> [Problem description] Below are lines of data, and only some are wanted. Please repeat exactly those from the line that has "root, &params, at0()).unwrap();" through the line that has "let two = registry.literal(2.0);".

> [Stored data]

//! Reduction of linear expression trees to coefficient maps.
//!
//! Evaluation happens at one concrete `(time step, scenario)` point. Parameter
//! values come from a [`ParameterResolver`]: either a constant table or the
//! bindings of a component backed by the data-series layer.

use std::collections::HashMap;

use super::linear::{EvalError, LinearConstraint, LinearExpression, OBJECTIVE_OFFSET_TOLERANCE};
use super::{ComparisonOp, Node, NodeId, NodeRegistry};

/// Absolute time step and scenario at which an expression is evaluated.
#[derive(Debug, Clone, Copy, PartialEq, Eq, Hash, Default)]
pub struct TimeStepScenario {
    pub time_step: usize,
    pub scenario: usize,
}

impl TimeStepScenario {
    pub fn new(time_step: usize, scenario: usize) -> Self {
        Self {
            time_step,
            scenario,
        }
    }
}

/// Supplies parameter values during evaluation.
pub trait ParameterResolver {
    fn resolve(&self, parameter: &str, at: TimeStepScenario) -> Result<f64, EvalError>;

    fn resolve_component_parameter(
        &self,
        component: &str,
        field: &str,
        _at: TimeStepScenario,
    ) -> Result<f64, EvalError> {
        Err(EvalError::UnresolvedComponentParameter {
            component: component.to_string(),
            field: field.to_string(),
        })
    }
}

/// Parameter values that do not depend on time or scenario.
#[derive(Debug, Clone, Default, PartialEq)]
pub struct ConstantParameters {
    values: HashMap<String, f64>,
}

impl ConstantParameters {
    pub fn new() -> Self {
        Self::default()
    }

    pub fn with(mut self, parameter: impl Into<String>, value: f64) -> Self {
        self.values.insert(parameter.into(), value);
        self
    }

    pub fn insert(&mut self, parameter: impl Into<String>, value: f64) {
        self.values.insert(parameter.into(), value);
    }
}

impl<S: Into<String>> FromIterator<(S, f64)> for ConstantParameters {
    fn from_iter<I: IntoIterator<Item = (S, f64)>>(iter: I) -> Self {
        Self {
            values: iter.into_iter().map(|(k, v)| (k.into(), v)).collect(),
        }
    }
}

impl ParameterResolver for ConstantParameters {
    fn resolve(&self, parameter: &str, _at: TimeStepScenario) -> Result<f64, EvalError> {
        self.values
            .get(parameter)
            .copied()
            .ok_or_else(|| EvalError::UnknownParameter(parameter.to_string()))
    }
}

/// Reduces a tree to a [`LinearExpression`].
///
/// Variables contribute their id as coefficient key; component variables
/// contribute `"component.field"`.
pub struct EvalVisitor<'a> {
    registry: &'a NodeRegistry,
    resolver: &'a dyn ParameterResolver,
    at: TimeStepScenario,
}

impl<'a> EvalVisitor<'a> {
    pub fn new(
        registry: &'a NodeRegistry,
        resolver: &'a dyn ParameterResolver,
        at: TimeStepScenario,
    ) -> Self {
        Self {
            registry,
            resolver,
            at,
        }
    }

    pub fn visit(&self, id: NodeId) -> Result<LinearExpression, EvalError> {
        match &self.registry[id] {
            Node::Literal(value) => Ok(LinearExpression::constant(*value)),
            Node::Parameter { id, .. } => {
                Ok(LinearExpression::constant(self.resolver.resolve(id, self.at)?))
            }
            Node::Variable { id, .. } => Ok(LinearExpression::variable(id.as_str(), 1.0)),
            Node::ComponentVariable { component, field } => Ok(LinearExpression::variable(
                format!("{component}.{field}"),
                1.0,
            )),
            Node::ComponentParameter { component, field } => Ok(LinearExpression::constant(
                self.resolver
                    .resolve_component_parameter(component, field, self.at)?,
            )),
            Node::Negation(child) => Ok(-self.visit(*child)?),
            Node::Sum(l, r) => Ok(self.visit(*l)? + self.visit(*r)?),
            Node::Subtraction(l, r) => Ok(self.visit(*l)? - self.visit(*r)?),
            Node::Multiplication(l, r) => self.visit(*l)?.multiply(self.visit(*r)?),
            Node::Division(l, r) => self.visit(*l)?.divide(self.visit(*r)?),
            Node::Comparison { .. } => Err(EvalError::ComparisonInExpression),
            Node::PortField { port, field } | Node::PortFieldSum { port, field } => {
                Err(EvalError::UnresolvedPortField {
                    port: port.clone(),
                    field: field.clone(),
                })
            }
        }
    }
}

pub fn read_linear_expression(
    registry: &NodeRegistry,
    root: NodeId,
    resolver: &dyn ParameterResolver,
    at: TimeStepScenario,
) -> Result<LinearExpression, EvalError> {
    EvalVisitor::new(registry, resolver, at).visit(root)
}

/// Evaluates a comparison root into bounds on `left - right`.
pub fn read_linear_constraint(
    registry: &NodeRegistry,
    root: NodeId,
    resolver: &dyn ParameterResolver,
    at: TimeStepScenario,
) -> Result<LinearConstraint, EvalError> {
    let Node::Comparison { op, left, right } = &registry[root] else {
        return Err(EvalError::NotAComparison);
    };
    let visitor = EvalVisitor::new(registry, resolver, at);
    let form = visitor.visit(*left)? - visitor.visit(*right)?;
    let bound = -form.offset;
    let (lower_bound, upper_bound) = match op {
        ComparisonOp::Equal => (bound, bound),
        ComparisonOp::LessOrEqual => (f64::NEG_INFINITY, bound),
        ComparisonOp::GreaterOrEqual => (bound, f64::INFINITY),
    };
    Ok(LinearConstraint {
        coefficients: form.coefficients,
        lower_bound,
        upper_bound,
    })
}

/// Evaluates an objective contribution; a nonzero constant offset is rejected.
pub fn read_linear_objective(
    registry: &NodeRegistry,
    root: NodeId,
    resolver: &dyn ParameterResolver,
    at: TimeStepScenario,
    model: &str,
    component: &str,
) -> Result<LinearExpression, EvalError> {
    let form = read_linear_expression(registry, root, resolver, at)?;
    if form.offset.abs() > OBJECTIVE_OFFSET_TOLERANCE {
        return Err(EvalError::ObjectiveOffset {
            model: model.to_string(),
            component: component.to_string(),
            offset: form.offset,
        });
    }
    Ok(form)
}

#[cfg(test)]
mod tests {
    use super::*;
    use crate::expr::{linearity, LinearStatus, TimeIndex};

    fn at0() -> TimeStepScenario {
        TimeStepScenario::default()
    }

    #[test]
    fn test_linear_combination_with_component_variable() {
        let mut registry = NodeRegistry::new();
        let ten = registry.literal(10.0);
        let x = registry.variable("x", TimeIndex::VaryingInTimeOnly);
        let twenty = registry.literal(20.0);
        let y = registry.component_variable("componentVar", "y");
        let left = registry.multiply(ten, x);
        let right = registry.multiply(twenty, y);
        let root = registry.sum(left, right);

        assert_eq!(linearity(&registry, root), LinearStatus::Linear);

        let form = read_linear_expression(&registry, root, &ConstantParameters::new(), at0())
            .unwrap();
        assert_eq!(form.offset, 0.0);
        assert_eq!(form.coefficients.len(), 2);
        assert_eq!(form.coefficient("x"), 10.0);
        assert_eq!(form.coefficient("componentVar.y"), 20.0);
    }

    #[test]
    fn test_product_of_variables_fails() {
        let mut registry = NodeRegistry::new();
        let x = registry.variable("x", TimeIndex::ConstantInTimeAndScenario);
        let y = registry.variable("y", TimeIndex::ConstantInTimeAndScenario);
        let root = registry.multiply(x, y);

        assert_eq!(linearity(&registry, root), LinearStatus::NonLinear);
        let err = read_linear_expression(&registry, root, &ConstantParameters::new(), at0())
            .unwrap_err();
        assert_eq!(err, EvalError::QuadraticTerm);
    }

    #[test]
    fn test_parameters_are_resolved() {
        let mut registry = NodeRegistry::new();
        let cost = registry.parameter("cost", TimeIndex::ConstantInTimeAndScenario);
        let x = registry.variable("x", TimeIndex::ConstantInTimeAndScenario);
        let root = registry.multiply(cost, x);

        let params = ConstantParameters::new().with("cost", 7.5);
        let form = read_linear_expression(&registry, root, &params, at0()).unwrap();
        assert_eq!(form.coefficient("x"), 7.5);

        let err = read_linear_expression(&registry, root, &ConstantParameters::new(), at0())
            .unwrap_err();
        assert_eq!(err, EvalError::UnknownParameter("cost".into()));
    }

    #[test]
    fn test_comparison_inside_expression_fails() {
        let mut registry = NodeRegistry::new();
        let x = registry.variable("x", TimeIndex::ConstantInTimeAndScenario);
        let one = registry.literal(1.0);
        let cmp = registry.equal(x, one);
        let root = registry.sum(cmp, one);

        let err = read_linear_expression(&registry, root, &ConstantParameters::new(), at0())
            .unwrap_err();
        assert_eq!(err, EvalError::ComparisonInExpression);
    }

    #[test]
    fn test_constraint_bounds_by_operator() {
        // 2x + 3 <op> 7  ==>  2x <op> 4
        let mut registry = NodeRegistry::new();
        let two = registry.literal(2.0);
        let x = registry.variable("x", TimeIndex::ConstantInTimeAndScenario);
        let three = registry.literal(3.0);
        let seven = registry.literal(7.0);
        let term = registry.multiply(two, x);
        let lhs = registry.sum(term, three);
        let eq = registry.equal(lhs, seven);
        let le = registry.less_or_equal(lhs, seven);
        let ge = registry.greater_or_equal(lhs, seven);
        let params = ConstantParameters::new();

        let c = read_linear_constraint(&registry, eq, &params, at0()).unwrap();
        assert_eq!((c.lower_bound, c.upper_bound), (4.0, 4.0));
        assert_eq!(c.coefficients.get("x"), Some(&2.0));

        let c = read_linear_constraint(&registry, le, &params, at0()).unwrap();
        assert_eq!((c.lower_bound, c.upper_bound), (f64::NEG_INFINITY, 4.0));

        let c = read_linear_constraint(&registry, ge, &params, at0()).unwrap();
        assert_eq!((c.lower_bound, c.upper_bound), (4.0, f64::INFINITY));

        let err = read_linear_constraint(&registry, lhs, &params, at0()).unwrap_err();
        assert_eq!(err, EvalError::NotAComparison);
    }

    #[test]
    fn test_objective_offset_rejected() {
        let mut registry = NodeRegistry::new();
        let x = registry.variable("x", TimeIndex::ConstantInTimeAndScenario);
        let five = registry.literal(5.0);
        let root = registry.sum(x, five);
        let params = ConstantParameters::new();

        let err = read_linear_objective(&registry, root, &params, at0(), "model", "comp")
            .unwrap_err();
        assert!(matches!(err, EvalError::ObjectiveOffset { offset, .. } if offset == 5.0));

        let ok = read_linear_objective(&registry, x, &params, at0(), "model", "comp").unwrap();
        assert_eq!(ok.coefficient("x"), 1.0);
    }

    #[test]
    fn test_port_fields_must_be_resolved_first() {
        let mut registry = NodeRegistry::new();
        let port = registry.port_field("balance", "flow");
        let err = read_linear_expression(&registry, port, &ConstantParameters::new(), at0())
            .unwrap_err();
        assert!(matches!(err, EvalError::UnresolvedPortField { .. }));
    }
}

> [Response area]
        let form = read_linear_expression(&registry, root, &params, at0()).unwrap();
        assert_eq!(form.coefficient("x"), 7.5);

        let err = read_linear_expression(&registry, root, &ConstantParameters::new(), at0())
            .unwrap_err();
        assert_eq!(err, EvalError::UnknownParameter("cost".into()));
    }

    #[test]
    fn test_comparison_inside_expression_fails() {
        let mut registry = NodeRegistry::new();
        let x = registry.variable("x", TimeIndex::ConstantInTimeAndScenario);
        let one = registry.literal(1.0);
        let cmp = registry.equal(x, one);
        let root = registry.sum(cmp, one);

        let err = read_linear_expression(&registry, root, &ConstantParameters::new(), at0())
            .unwrap_err();
        assert_eq!(err, EvalError::ComparisonInExpression);
    }

    #[test]
    fn test_constraint_bounds_by_operator() {
        // 2x + 3 <op> 7  ==>  2x <op> 4
        let mut registry = NodeRegistry::new();
        let two = registry.literal(2.0);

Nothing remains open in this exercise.